The community of Kikula is located on the outskirts of the city of Likasi in the DRC. It is one of the poorest communities in the city and is composed of makeshift shantytowns and brick huts.
The streets in any part of Kikula are lined with mothers and babies, storefronts, buckets of maize and bundles of charcoal for sale. There are countless children wandering around; as far as the eye can see. The roads of the community are damaged beyond belief and only the bravest of drivers venture out into the sometimes impassable terrain.
Kashama sits on a rock in front of his house. He has a sandal with a broken strap in his hands and he appears to be mending the dusty and worn leather. Beside him is a pile of footwear that tells a similar story of misfortune. This is Kashama’s “business” and his source of income. As Kashama stands up to greet the care workers, the limp in his step and deformity in his appearance becomes apparent. He moves slowly and with care as he greets his friends. Later, Kashama shares in conversation, that he was born with the deformity that appears to be a form of polio and has lived with it his entire life.
In front of Kashama’s brick house stands his wife, Mujinga, surrounded by a cluster of children that are milling around. Some playing, some crying, all coated in a thin layer of road dust. From a distance Mujinga is a typical Congolese woman taking care of her children and tending to the tasks of life and home. However, when taking a closer look at Mujinga’s circle of life, one quickly realizes that she moves with the guarded hesitancy of a blind person. Though Mujinga cannot see, she still has an infant in her arms and two more toddling at her feet. She is the mother of eleven children, including one set of twins and one set of two-year -old triplets. Mujinga laughs as her husband Kashama leads the care workers to her one by one; she warmly greets each one in the traditional Swahili greeting.

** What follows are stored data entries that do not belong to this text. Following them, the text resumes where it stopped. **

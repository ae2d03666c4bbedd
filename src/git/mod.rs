//! Git process boundary
//!
//! This module provides a trait-based abstraction over invocations of the
//! `git` binary, allowing for a real subprocess implementation and a canned
//! implementation for testing.
//!
//! # Overview
//!
//! The primary abstraction is the [GitRunner] trait, which defines the one
//! operation git-verinfo needs: run a git subcommand and capture what it
//! said. The concrete implementations are:
//!
//! - [cli::GitCli]: the real implementation, spawning the `git` binary
//! - [mock::MockGit]: a canned implementation for testing
//!
//! # Usage
//!
//! Most code should depend on the [GitRunner] trait rather than concrete
//! implementations to enable easy testing and flexibility.
//!
//! ```rust
//! # use git_verinfo::git::GitRunner;
//! # fn example<G: GitRunner>(git: &G) {
//! let listing = git.run("tag", &[]);
//! if listing.success() {
//!     for line in listing.stdout.lines() {
//!         println!("tag: {}", line);
//!     }
//! }
//! # }
//! ```

pub mod cli;
pub mod mock;

pub use cli::GitCli;
pub use mock::MockGit;

/// Captured result of one git invocation
///
/// A git call that could not run at all (binary missing, spawn failure) and
/// a git call that ran but exited non-zero are both represented as a failed
/// `GitOutput`; callers never have to distinguish the two.
#[derive(Debug, Clone, PartialEq, Eq)]
pub struct GitOutput {
    /// Process exit status; zero means success
    pub status: i32,
    /// Everything the call printed to stdout
    pub stdout: String,
}

impl GitOutput {
    /// Create a successful output carrying the given stdout
    pub fn ok(stdout: impl Into<String>) -> Self {
        GitOutput {
            status: 0,
            stdout: stdout.into(),
        }
    }

    /// Create a failed output with the given non-zero status and no stdout
    pub fn failed(status: i32) -> Self {
        GitOutput {
            status,
            stdout: String::new(),
        }
    }

    /// Whether the call exited with status zero
    pub fn success(&self) -> bool {
        self.status == 0
    }

    /// The trimmed stdout of a successful call that printed something
    ///
    /// Returns `None` when the call failed or printed only whitespace, which
    /// lets callers treat "git errored" and "git had nothing to say" alike.
    pub fn text(&self) -> Option<&str> {
        if !self.success() {
            return None;
        }
        let trimmed = self.stdout.trim();
        if trimmed.is_empty() {
            None
        } else {
            Some(trimmed)
        }
    }
}

/// Narrow seam to the `git` binary
///
/// Implementations run one subcommand at a time and report back the exit
/// status and captured stdout. Resolution is strictly sequential: each
/// call's output is consumed before the next call is issued, so
/// implementations need no internal locking.
///
/// ## Error Handling
///
/// `run` is infallible by design. Implementations must never panic on
/// process failure; a missing git binary and a non-zero exit both come back
/// as a failed [GitOutput].
///
/// ## Implementations
///
/// - [GitCli](cli::GitCli): real implementation spawning the `git` binary
/// - [MockGit](mock::MockGit): test implementation returning canned output
pub trait GitRunner {
    /// Run `git <subcommand> <args...>` and capture the result
    ///
    /// # Arguments
    /// * `subcommand` - The git subcommand (e.g., "tag", "rev-parse")
    /// * `args` - Remaining arguments passed through to git
    ///
    /// # Returns
    /// * The exit status and stdout of the call, with every failure mode
    ///   normalized into a non-zero status
    fn run(&self, subcommand: &str, args: &[&str]) -> GitOutput;
}

#[cfg(test)]
mod tests {
    use super::*;

    #[test]
    fn test_output_success() {
        assert!(GitOutput::ok("v1.0.0").success());
        assert!(!GitOutput::failed(1).success());
        assert!(!GitOutput::failed(128).success());
    }

    #[test]
    fn test_text_trims_trailing_newline() {
        let out = GitOutput::ok("abc1234\n");
        assert_eq!(out.text(), Some("abc1234"));
    }

    #[test]
    fn test_text_empty_on_failure() {
        let out = GitOutput {
            status: 128,
            stdout: "something".to_string(),
        };
        assert_eq!(out.text(), None);
    }

    #[test]
    fn test_text_empty_on_blank_stdout() {
        assert_eq!(GitOutput::ok("").text(), None);
        assert_eq!(GitOutput::ok("  \n").text(), None);
    }
}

Out of their eleven children, only four are currently attending school because school fees are expensive. The older children were removed from primary school several years ago to allow for the younger children to attend. The oldest child in the family is Gracia, who is eighteen years old and has achieved a grade four education. Gracia supplements his father’s shoe repairing income by carrying heavy loads of wood and charcoal on his bike for charge. Even with both sources of income, there is often not enough money to provide the thirteen-member family with one meal of maize each day. Some days the family does not eat.
The care workers within the community host a feeding point five days a week at which the four children enrolled in school eat. To know that four of their children are receiving one meal most days of the week removes some of the burden from Kashama and Mujinga. When the couple is asked what their biggest challenges are, they both answer with transparent vulnerability: they want their children to eat and they want a safe place where all of the family can live and sleep. At present, neither of these challenges is being met. The children often fall asleep hungry and all thirteen people live in a room that equals the size of a typical North American closet. Their home lacks a bed, a table, chairs, and furniture. It contains only some mats and pots, with a rope strung from one wall to the next acting as a clothesline.
This family is doing the best they can with what they have and what they know. Yet it isn’t enough. Even so, the care workers visit this family once each week to encourage and pray with them, providing them with hope from the bible and meeting small needs when they can. This hope and encouragement carries this family of thirteen from one week to the next, hoping that one day their basic needs will be met.